Dante Maffia – Al macero dell’invisibile. Ovvero: le parole del possibile nella baraccopoli del mondo.

 

di Roberto Pagan

Nella generosa produzione poetica di Dante Maffia, quest’ultima silloge (Al macero dell’invisibile, Passigli 2006) mostra un’ambizione in più. Per la ricchezza di temi, per la varietà di toni e di registri espressivi, per la sua complessa e meditata struttura polifonica, il libro, che raccoglie materiali di un lungo lavoro (sotto il titolo troviamo l’indicazione puntigliosa 17 gennaio 1996 – 15 febbraio 2004),  si presenta quasi come una summa ricapitolativa di tutta una personalità, nelle sue scelte estetiche, nelle sue motivazioni psicologiche, nel suo inquieto percorso di uomo e di artista. Insomma quasi un poema dedicato dall’autore a indagare e narrare se stesso. Dalle prime radici dell’infanzia e dell’adolescenza ai giorni della maturità, attraverso i luoghi e i tempi di un proprio irripetibile itinerario, che è concreto e storico, ma anche  – e soprattutto – interiore.

A ben vedere, i temi sono spesso quelli già presenti in tanti altri libri di Maffia – lo scavo di sé come uomo e come poeta (che l’uno non sta senza l’altro), le sue origini meridionali, le sue esperienze difficili di immigrato in un mondo diverso e ostile (o almeno come tale avvertito), ma anche la società di oggi, che di consumismo si consuma e muore, senza fedi, senza ideali, obnubilata e sgomenta di fronte al nuovo che avanza: gli altri, i diseredati, gli immigrati che ormai non sono più solo quelli del meridione d’Italia, ma sono quelli del Sud del pianeta. Ma il carattere che meglio distingue quest’opera da tutte le precedenti è quello che chiameremmo il suo disegno a vortice, il particolare dinamismo dell’insieme. I vari motivi si susseguono sezione per sezione, ma mescolandosi, sovrapponendosi, accavallandosi l’uno sull’altro, nelle stesse sezioni, anzi nelle stesse pagine.

Fin dall’inizio è così. Già la sezione d’apertura, I pruni dell’infanzia, sia per la sua posizione privilegiata, sia per il suo vasto respiro – ben 20 testi, raccolti in una sorta di suite poematica – ci  permette di analizzare questo complesso organismo, di coglierne l’articolazione nei suoi elementi strutturali ed espressivi.

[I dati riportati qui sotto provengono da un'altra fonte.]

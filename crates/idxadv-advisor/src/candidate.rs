//! # Candidate-Column Classification and Virtual-Index Enumeration
//!
//! From a `QueryExprInfo`, every referenced column is classified by the role
//! it plays in the statement, per owning table:
//!
//! - `eq`: equality and IN predicates
//! - `rg`: range predicates (`>`, `<`, `!=`, `>=`, `<=`)
//! - `o`:  order-sensitive groups (GROUP BY, sort keys, join keys), one
//!   inner sequence per clause, order preserved
//! - `refs`: projection references
//!
//! The enumeration then produces candidate index column-lists: every single
//! column, every ordered pair, and two composite templates per order group
//! (equality-first and order-first). The explosion is intentional: the
//! optimizer, not the generator, decides which candidates are useful.

use crate::extract::QueryExprInfo;
use idxadv_core::expr::{Expr, FuncName};
use idxadv_core::ident::Ident;
use idxadv_core::schema::TableInfo;
use std::collections::BTreeMap;

/// Per-table column-role sets feeding composite enumeration.
#[derive(Debug, Clone, Default)]
pub struct TableInfoSets {
    pub eq: Vec<Ident>,
    pub o: Vec<Vec<Ident>>,
    pub rg: Vec<Ident>,
    pub refs: Vec<Ident>,
}

impl TableInfoSets {
    pub fn is_empty(&self) -> bool {
        self.eq.is_empty() && self.o.is_empty() && self.rg.is_empty() && self.refs.is_empty()
    }
}

/// Classify a statement's extracted columns into per-table role sets, keyed
/// by lowered table name. Columns without an origin table are ignored.
pub fn build_table_info_sets(info: &QueryExprInfo) -> BTreeMap<String, TableInfoSets> {
    let mut map: BTreeMap<String, TableInfoSets> = BTreeMap::new();
    for ds in &info.data_sources {
        map.entry(ds.table.lowered.clone()).or_default();
    }

    // eq / rg from the flattened scalar predicates.
    for func in &info.scalar_funcs {
        let is_eq = matches!(func.name, FuncName::Eq | FuncName::In);
        let is_rg = matches!(
            func.name,
            FuncName::Gt | FuncName::Lt | FuncName::Ne | FuncName::Ge | FuncName::Le
        );
        if !is_eq && !is_rg {
            continue;
        }
        for arg in &func.args {
            let Expr::Column(col) = arg else { continue };
            if !col.has_origin() {
                continue;
            }
            if let Some(sets) = map.get_mut(&col.table.lowered) {
                let target = if is_eq { &mut sets.eq } else { &mut sets.rg };
                push_unique(target, col.name.clone());
            }
        }
    }

    // o from the column groups, split by owning table with order preserved.
    for group in &info.column_groups {
        let mut per_table: BTreeMap<String, Vec<Ident>> = BTreeMap::new();
        for col in group {
            if !col.has_origin() {
                continue;
            }
            let cols = per_table.entry(col.table.lowered.clone()).or_default();
            push_unique(cols, col.name.clone());
        }
        for (table, cols) in per_table {
            if let Some(sets) = map.get_mut(&table) {
                sets.o.push(cols);
            }
        }
    }
    for sets in map.values_mut() {
        sets.o = remove_repeated_column_set(std::mem::take(&mut sets.o));
    }

    // refs from projection expressions that are plain columns.
    for expr in &info.proj_exprs {
        let Expr::Column(col) = expr else { continue };
        if !col.has_origin() {
            continue;
        }
        if let Some(sets) = map.get_mut(&col.table.lowered) {
            push_unique(&mut sets.refs, col.name.clone());
        }
    }

    map
}

/// Enumerate candidate index column-lists for one table.
///
/// Produces, in order: singletons over every table column, all ordered
/// pairs, then composite lists from the two templates. Composites shorter
/// than three columns are dropped (pairs already cover them), duplicates are
/// removed positionally, and any list whose column-name sequence equals an
/// existing real index's, position for position, is filtered out. A
/// candidate that is merely a prefix of a real index is kept: the
/// optimizer, not the generator, decides whether it is useful.
pub fn gen_virtual_index_cols(table: &TableInfo, sets: &TableInfoSets) -> Vec<Vec<Ident>> {
    if sets.is_empty() {
        return Vec::new();
    }

    let mut result: Vec<Vec<Ident>> = Vec::new();

    // Singletons.
    for col in &table.columns {
        result.push(vec![col.name.clone()]);
    }

    // Ordered pairs; order matters, so (a,b) and (b,a) are both produced.
    for i in &table.columns {
        for j in &table.columns {
            if i.name != j.name {
                result.push(vec![i.name.clone(), j.name.clone()]);
            }
        }
    }

    // Composites: equality-first and order-first, one iteration per order
    // group (or one collapsed iteration when there are none).
    let mut composites: Vec<Vec<Ident>> = Vec::new();
    let order_groups: Vec<&[Ident]> = if sets.o.is_empty() {
        vec![&[]]
    } else {
        sets.o.iter().map(|g| g.as_slice()).collect()
    };
    for o_cols in &order_groups {
        let mut cols = Vec::new();
        append_dedup(&mut cols, &sets.eq);
        append_dedup(&mut cols, o_cols);
        append_dedup(&mut cols, &sets.rg);
        append_dedup(&mut cols, &sets.refs);
        if cols.len() > 2 {
            composites.push(cols);
        }
    }
    for o_cols in &order_groups {
        let mut cols = Vec::new();
        append_dedup(&mut cols, o_cols);
        append_dedup(&mut cols, &sets.eq);
        append_dedup(&mut cols, &sets.rg);
        append_dedup(&mut cols, &sets.refs);
        if cols.len() > 2 {
            composites.push(cols);
        }
    }
    result.extend(remove_repeated_column_set(composites));

    // Existence filter: drop candidates already realized by a real index.
    result.retain(|cols| {
        let names: Vec<&str> = cols.iter().map(|c| c.lowered.as_str()).collect();
        !table.indexes.iter().any(|idx| idx.same_columns(&names))
    });

    result
}

fn push_unique(list: &mut Vec<Ident>, item: Ident) {
    if !list.contains(&item) {
        list.push(item);
    }
}

fn append_dedup(cols: &mut Vec<Ident>, ready: &[Ident]) {
    for c in ready {
        push_unique(cols, c.clone());
    }
}

/// Remove positionally-equal column lists, keeping first occurrences.
fn remove_repeated_column_set(sets: Vec<Vec<Ident>>) -> Vec<Vec<Ident>> {
    let mut out: Vec<Vec<Ident>> = Vec::new();
    for s in sets {
        if !out.contains(&s) {
            out.push(s);
        }
    }
    out
}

Qui i temi sono sostanzialmente due: la ricerca  della propria identità, sul filo della memoria, a partire dagli anni della fanciullezza; ma insieme l’esperienza della scrittura, sentita come ineluttabile. Si affaccerà anche, più in là, ma sporadicamente, il tema della propria “meridionalità”, destinato a lievitare soprattutto nella seconda parte del libro. Ma questi motivi – l’ho già detto – sono come intrecciati, sovrapposti: anzi, per il momento, potremmo dire che sono solo cellule tematiche, ancora frammentarie, che andranno via via aggregandosi. E vediamone anche la variegata orchestrazione tonale: all’inizio un registro tenuto assai basso, quasi un parlato monologante. L’esperienza della scrittura è stata / lenta e insopprimibile… Il tono è meditativo, senza particolari inflessioni. Si increspa appena per un sottinteso letterario, il richiamo a Baudelaire – i fiori del male – che si presenta in forma di variazione: di fiori ho fatto melma e viceversa. Qui per il momento il tema della scrittura poetica sembra smarrirsi; prende piede la riflessione esistenziale: a partire dall’adolescenza, già segnata dall’inquietudine, già immersa nell’ombra di una insoddisfazione (i pruni dell’infanzia, appunto). Fin dall’inizio, un senso di estraneità alla vita (la vita… l’ho inseguita / come se fosse altro da me.), ma anche, tuttavia, un’ansia di assoluto, una frenesia totalizzante: piangevo …se non potevo abbracciare interamente/ tutto il creato… gridavo, ecc. Uno slancio che sembra ricadere e spegnersi in una sorta di apatia, di fronte alla sensazione del vuoto e del nulla. Perciò, alla fine del primo testo, una ribellione contro la luce del sole, egoista, privo d’occhi, spregevole. Una propensione – la si coglie anche nel testo seguente – a restare nel buio (il buio dell’alveo materno, parrebbe). Una contraddizione avvertita fin da quegli anni infantili: da una parte il cuore spento, arido, eppure – dice subito dopo – ero lì …a toccarlo, il cuore : e i suoi fulmini (e qui il linguaggio si fa più mosso e immaginoso) in un fazzoletto /  ricamato da mia  madre.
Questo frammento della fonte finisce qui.